- [Task directions]
Every line that appears in the listing is to be set down verbatim.

- [Data listing]
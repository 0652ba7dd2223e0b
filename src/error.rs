//! Error types for rank_uploader
//!
//! Each stage of the upload flow has its own error so callers can tell a
//! rejected file from a failed request without string matching.

use thiserror::Error;

/// Failure to build a display preview for a queued image
#[derive(Error, Debug, Clone, PartialEq)]
pub enum PreviewError {
    #[error("could not decode image: {0}")]
    Decode(String),
}

/// Why a single file was not appended to the queue
#[derive(Error, Debug, Clone, PartialEq)]
pub enum AppendError {
    #[error("the queue holds at most {limit} images")]
    QueueFull { limit: usize },

    #[error("{name} is not an image")]
    NotAnImage { name: String },

    #[error("no preview for {name}: {source}")]
    Preview {
        name: String,
        #[source]
        source: PreviewError,
    },
}

#[derive(Error, Debug, Clone, PartialEq)]
pub enum QueueError {
    #[error("index {index} out of range for queue of length {len}")]
    OutOfRange { index: usize, len: usize },
}

/// Failure of an issued submission request
#[derive(Error, Debug, Clone, PartialEq)]
pub enum SubmitError {
    #[error("request failed: {0}")]
    Transport(String),

    /// Non-2xx answer. The body is shown verbatim when the server sent one.
    #[error("{}", status_message(.status, .body))]
    Status { status: u16, body: String },

    #[error("invalid JSON response: {0}")]
    Decode(String),

    #[error("request aborted: {0}")]
    Aborted(String),
}

fn status_message(status: &u16, body: &str) -> String {
    if body.is_empty() {
        format!("upload failed: {}", status)
    } else {
        body.to_string()
    }
}

impl From<reqwest::Error> for SubmitError {
    fn from(e: reqwest::Error) -> Self {
        SubmitError::Transport(e.to_string())
    }
}

impl From<serde_json::Error> for SubmitError {
    fn from(e: serde_json::Error) -> Self {
        SubmitError::Decode(e.to_string())
    }
}

/// Crate-level error for the shells
#[derive(Error, Debug)]
pub enum Error {
    #[error("could not read {path}: {source}")]
    Read {
        path: String,
        #[source]
        source: std::io::Error,
    },

    #[error("HTTP client error: {0}")]
    Client(#[from] reqwest::Error),
}

pub type Result<T> = std::result::Result<T, Error>;

#[cfg(test)]
mod tests {
    use super::*;

    #[test]
    fn status_error_prefers_body() {
        let err = SubmitError::Status {
            status: 500,
            body: "error checking game result".to_string(),
        };
        assert_eq!(err.to_string(), "error checking game result");
    }

    #[test]
    fn status_error_falls_back_to_code() {
        let err = SubmitError::Status {
            status: 502,
            body: String::new(),
        };
        assert_eq!(err.to_string(), "upload failed: 502");
    }
}
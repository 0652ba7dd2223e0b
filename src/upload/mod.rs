mod ingest;
mod preview;
mod queue;
mod result;
mod submission;
mod types;

pub use ingest::{ingest, read_images, IngestOutcome};
pub use preview::{HeadlessPreviews, PreviewBackend, PreviewHandle};
pub use queue::{QueueEntry, UploadQueue, MAX_ITEMS};
pub use result::{effective_result, ErrorKind, ErrorRow, ResultView};
pub use submission::{build_request, rank_file_name, HttpTransport, Transport};
pub use types::{ImageFile, RenamedFile, SubmissionRequest};
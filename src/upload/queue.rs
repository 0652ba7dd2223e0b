//! Ordered, capacity-bounded collection of images waiting to be submitted.
//!
//! Insertion order is submission order is display order. Positions are
//! never stored; the 1-based rank is derived from the index on every read.

use crate::error::{AppendError, QueueError};
use crate::upload::preview::{PreviewBackend, PreviewHandle};
use crate::upload::types::ImageFile;
use tracing::debug;

/// Most images a single submission may carry
pub const MAX_ITEMS: usize = 10;

#[derive(Debug)]
struct QueueItem {
    file: ImageFile,
    preview: PreviewHandle,
}

/// Read-only view of one queued image
#[derive(Debug)]
pub struct QueueEntry<'a> {
    pub file: &'a ImageFile,
    pub preview: &'a PreviewHandle,
    /// 1-based rank position
    pub display_index: usize,
}

pub struct UploadQueue<P> {
    items: Vec<QueueItem>,
    previews: P,
}

impl<P: PreviewBackend> UploadQueue<P> {
    pub fn new(previews: P) -> Self {
        Self {
            items: Vec::with_capacity(MAX_ITEMS),
            previews,
        }
    }

    pub fn len(&self) -> usize {
        self.items.len()
    }

    pub fn is_empty(&self) -> bool {
        self.items.is_empty()
    }

    pub fn previews(&self) -> &P {
        &self.previews
    }

    /// Appends one image. Leaves the queue untouched on any error.
    pub fn append(&mut self, file: ImageFile) -> Result<(), AppendError> {
        if self.items.len() + 1 > MAX_ITEMS {
            return Err(AppendError::QueueFull { limit: MAX_ITEMS });
        }
        if !file.is_image() {
            return Err(AppendError::NotAnImage {
                name: file.name().to_string(),
            });
        }

        let preview = self
            .previews
            .acquire(&file)
            .map_err(|source| AppendError::Preview {
                name: file.name().to_string(),
                source,
            })?;
        debug!("Acquired preview {} for {}", preview.id(), file.name());

        self.items.push(QueueItem { file, preview });
        Ok(())
    }

    /// Removes the image at `index`, releasing its preview. Later entries
    /// move up one rank.
    pub fn remove_at(&mut self, index: usize) -> Result<ImageFile, QueueError> {
        if index >= self.items.len() {
            return Err(QueueError::OutOfRange {
                index,
                len: self.items.len(),
            });
        }

        let item = self.items.remove(index);
        debug!("Releasing preview {} for {}", item.preview.id(), item.file.name());
        self.previews.release(item.preview);
        Ok(item.file)
    }

    pub fn clear(&mut self) {
        for item in std::mem::take(&mut self.items) {
            self.previews.release(item.preview);
        }
    }

    pub fn snapshot(&self) -> Vec<QueueEntry<'_>> {
        self.items
            .iter()
            .enumerate()
            .map(|(idx, item)| QueueEntry {
                file: &item.file,
                preview: &item.preview,
                display_index: idx + 1,
            })
            .collect()
    }

    pub fn files(&self) -> impl ExactSizeIterator<Item = &ImageFile> + '_ {
        self.items.iter().map(|item| &item.file)
    }
}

- [Finished task]
repository 0652ba7dd2223e0b
filename src/error.rs
//! Error types for rank_uploader
//!
//! Each stage of the upload flow has its own error so callers can tell a
//! rejected file from a failed request without string matching.

use thiserror::Error;

/// Failure to build a display preview for a queued image
#[derive(Error, Debug, Clone, PartialEq)]
pub enum PreviewError {
    #[error("could not decode image: {0}")]
    Decode(String),
}

/// Why a single file was not appended to the queue
#[derive(Error, Debug, Clone, PartialEq)]
pub enum AppendError {
    #[error("the queue holds at most {limit} images")]
    QueueFull { limit: usize },

    #[error("{name} is not an image")]
    NotAnImage { name: String },

    #[error("no preview for {name}: {source}")]
    Preview {
        name: String,
        #[source]
        source: PreviewError,
    },
}

#[derive(Error, Debug, Clone, PartialEq)]
pub enum QueueError {
    #[error("index {index} out of range for queue of length {len}")]
    OutOfRange { index: usize, len: usize },
}

/// Failure of an issued submission request
#[derive(Error, Debug, Clone, PartialEq)]
pub enum SubmitError {
    #[error("request failed: {0}")]
    Transport(String),

    /// Non-2xx answer. The body is shown verbatim when the server sent one.
    #[error("{}", status_message(.status, .body))]
    Status { status: u16, body: String },

    #[error("invalid JSON response: {0}")]
    Decode(String),

    #[error("request aborted: {0}")]
    Aborted(String),
}

fn status_message(status: &u16, body: &str) -> String {
    if body.is_empty() {
        format!("upload failed: {}", status)
    } else {
        body.to_string()
    }
}

impl From<reqwest::Error> for SubmitError {
    fn from(e: reqwest::Error) -> Self {
        SubmitError::Transport(e.to_string())
    }
}

impl From<serde_json::Error> for SubmitError {
    fn from(e: serde_json::Error) -> Self {
        SubmitError::Decode(e.to_string())
    }
}

/// Crate-level error for the shells
#[derive(Error, Debug)]
pub enum Error {
    #[error("could not read {path}: {source}")]
    Read {
        path: String,
        #[source]
        source: std::io::Error,
    },

    #[error("HTTP client error: {0}")]
    Client(#[from] reqwest::Error),
}

pub type Result<T> = std::result::Result<T, Error>;

#[cfg(test)]
mod tests {
    use super::*;

    #[test]
    fn status_error_prefers_body() {
        let err = SubmitError::Status {
            status: 500,
            body: "error checking game result".to_string(),
        };
        assert_eq!(err.to_string(), "error checking game result");
    }

    #[test]
    fn status_error_falls_back_to_code() {
        let err = SubmitError::Status {
            status: 502,
            body: String::new(),
        };
        assert_eq!(err.to_string(), "upload failed: 502");
    }
}
repository 0652ba7dd2223e0b
filename src/upload/mod.rs
mod ingest;
mod preview;
mod queue;
mod result;
mod submission;
mod types;

pub use ingest::{ingest, read_images, IngestOutcome};
pub use preview::{HeadlessPreviews, PreviewBackend, PreviewHandle};
pub use queue::{QueueEntry, UploadQueue, MAX_ITEMS};
pub use result::{effective_result, ErrorKind, ErrorRow, ResultView};
pub use submission::{build_request, rank_file_name, HttpTransport, Transport};
pub use types::{ImageFile, RenamedFile, SubmissionRequest};
filename src/upload/queue.rs
repository 0652ba7dd2223e0b
//! Ordered, capacity-bounded collection of images waiting to be submitted.
//!
//! Insertion order is submission order is display order. Positions are
//! never stored; the 1-based rank is derived from the index on every read.

use crate::error::{AppendError, QueueError};
use crate::upload::preview::{PreviewBackend, PreviewHandle};
use crate::upload::types::ImageFile;
use tracing::debug;

/// Most images a single submission may carry
pub const MAX_ITEMS: usize = 10;

#[derive(Debug)]
struct QueueItem {
    file: ImageFile,
    preview: PreviewHandle,
}

/// Read-only view of one queued image
#[derive(Debug)]
pub struct QueueEntry<'a> {
    pub file: &'a ImageFile,
    pub preview: &'a PreviewHandle,
    /// 1-based rank position
    pub display_index: usize,
}

pub struct UploadQueue<P> {
    items: Vec<QueueItem>,
    previews: P,
}

impl<P: PreviewBackend> UploadQueue<P> {
    pub fn new(previews: P) -> Self {
        Self {
            items: Vec::with_capacity(MAX_ITEMS),
            previews,
        }
    }

    pub fn len(&self) -> usize {
        self.items.len()
    }

    pub fn is_empty(&self) -> bool {
        self.items.is_empty()
    }

    pub fn previews(&self) -> &P {
        &self.previews
    }

    /// Appends one image. Leaves the queue untouched on any error.
    pub fn append(&mut self, file: ImageFile) -> Result<(), AppendError> {
        if self.items.len() + 1 > MAX_ITEMS {
            return Err(AppendError::QueueFull { limit: MAX_ITEMS });
        }
        if !file.is_image() {
            return Err(AppendError::NotAnImage {
                name: file.name().to_string(),
            });
        }

        let preview = self
            .previews
            .acquire(&file)
            .map_err(|source| AppendError::Preview {
                name: file.name().to_string(),
                source,
            })?;
        debug!("Acquired preview {} for {}", preview.id(), file.name());

        self.items.push(QueueItem { file, preview });
        Ok(())
    }

    /// Removes the image at `index`, releasing its preview. Later entries
    /// move up one rank.
    pub fn remove_at(&mut self, index: usize) -> Result<ImageFile, QueueError> {
        if index >= self.items.len() {
            return Err(QueueError::OutOfRange {
                index,
                len: self.items.len(),
            });
        }

        let item = self.items.remove(index);
        debug!("Releasing preview {} for {}", item.preview.id(), item.file.name());
        self.previews.release(item.preview);
        Ok(item.file)
    }

    pub fn clear(&mut self) {
        for item in std::mem::take(&mut self.items) {
            self.previews.release(item.preview);
        }
    }

    pub fn snapshot(&self) -> Vec<QueueEntry<'_>> {
        self.items
            .iter()
            .enumerate()
            .map(|(idx, item)| QueueEntry {
                file: &item.file,
                preview: &item.preview,
                display_index: idx + 1,
            })
            .collect()
    }

    pub fn files(&self) -> impl ExactSizeIterator<Item = &ImageFile> + '_ {
        self.items.iter().map(|item| &item.file)
    }
}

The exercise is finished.